## THE PROBLEM:
The required answer is a copy of each line in the entries below that includes "filter".

===== AVAILABLE DATA

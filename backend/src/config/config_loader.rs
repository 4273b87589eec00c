use anyhow::{Context, Result};
use crates::payments::mercadopago_client::DEFAULT_API_BASE_URL;

use super::{
    config_model::{BackendServer, Database, DotEnvyConfig, Jwt, MercadoPago, PublicUrls},
    stage::Stage,
};

pub fn load() -> Result<DotEnvyConfig> {
    dotenvy::dotenv().ok();

    let backend_server = BackendServer {
        port: env_parse("SERVER_PORT_BACKEND", 3000)?,
        body_limit: env_parse("SERVER_BODY_LIMIT", 1)?,
        timeout: env_parse("SERVER_TIMEOUT", 30)?,
        allowed_origins: env_optional("ALLOWED_ORIGINS")
            .map(|raw| {
                raw.split(',')
                    .map(|origin| origin.trim().trim_end_matches('/').to_string())
                    .filter(|origin| !origin.is_empty())
                    .collect()
            })
            .unwrap_or_default(),
    };

    let database = Database {
        url: env_required("DATABASE_URL")?,
    };

    let jwt = Jwt {
        secret: env_required("JWT_SECRET")?,
        access_ttl_minutes: env_parse("JWT_ACCESS_TTL_MINUTES", 30)?,
        refresh_ttl_hours: env_parse("JWT_REFRESH_TTL_HOURS", 24)?,
    };

    let mercadopago = MercadoPago {
        access_token: env_optional("MP_ACCESS_TOKEN"),
        api_base_url: env_optional("MP_API_BASE_URL")
            .unwrap_or_else(|| DEFAULT_API_BASE_URL.to_string()),
        sandbox: env_parse("MP_SANDBOX", false)?,
        statement_descriptor: env_optional("MP_STATEMENT_DESCRIPTOR")
            .unwrap_or_else(|| "STOREFRONT".to_string()),
        timeout_secs: env_parse("MP_TIMEOUT_SECS", 10)?,
    };

    let public_urls = PublicUrls {
        front_url: env_optional("FRONT_URL"),
        base_url: env_optional("BASE_URL"),
    };

    Ok(DotEnvyConfig {
        backend_server,
        database,
        jwt,
        mercadopago,
        public_urls,
        stage: get_stage(),
    })
}

pub fn get_stage() -> Stage {
    dotenvy::dotenv().ok();

    let stage_str = std::env::var("STAGE").unwrap_or_default();
    Stage::try_from(stage_str.as_str()).unwrap_or_default()
}

fn env_optional(key: &str) -> Option<String> {
    std::env::var(key)
        .ok()
        .map(|value| value.trim().to_string())
        .filter(|value| !value.is_empty())
}

fn env_required(key: &str) -> Result<String> {
    env_optional(key).with_context(|| format!("{key} is invalid"))
}

fn env_parse<T>(key: &str, default: T) -> Result<T>
where
    T: std::str::FromStr,
    T::Err: std::error::Error + Send + Sync + 'static,
{
    match env_optional(key) {
        Some(raw) => raw
            .parse::<T>()
            .with_context(|| format!("{key} is invalid")),
        None => Ok(default),
    }
}
pub mod categories;
pub mod item_types;
pub mod items;
pub mod payments;
pub mod purchases;
pub mod sales;
pub mod users;
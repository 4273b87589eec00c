use super::stage::Stage;

#[derive(Debug, Clone)]
pub struct DotEnvyConfig {
    pub backend_server: BackendServer,
    pub database: Database,
    pub jwt: Jwt,
    pub mercadopago: MercadoPago,
    pub public_urls: PublicUrls,
    pub stage: Stage,
}

#[derive(Debug, Clone)]
pub struct BackendServer {
    pub port: u16,
    pub body_limit: u64,
    pub timeout: u64,
    pub allowed_origins: Vec<String>,
}

#[derive(Debug, Clone)]
pub struct Database {
    pub url: String,
}

#[derive(Debug, Clone)]
pub struct Jwt {
    pub secret: String,
    pub access_ttl_minutes: i64,
    pub refresh_ttl_hours: i64,
}

#[derive(Debug, Clone)]
pub struct MercadoPago {
    pub access_token: Option<String>,
    pub api_base_url: String,
    pub sandbox: bool,
    pub statement_descriptor: String,
    pub timeout_secs: u64,
}

/// Raw values; validated when a preference is built.
#[derive(Debug, Clone)]
pub struct PublicUrls {
    pub front_url: Option<String>,
    pub base_url: Option<String>,
}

==========

## WRITTEN RESPONSE:
                    .filter(|origin| !origin.is_empty())
        .filter(|value| !value.is_empty())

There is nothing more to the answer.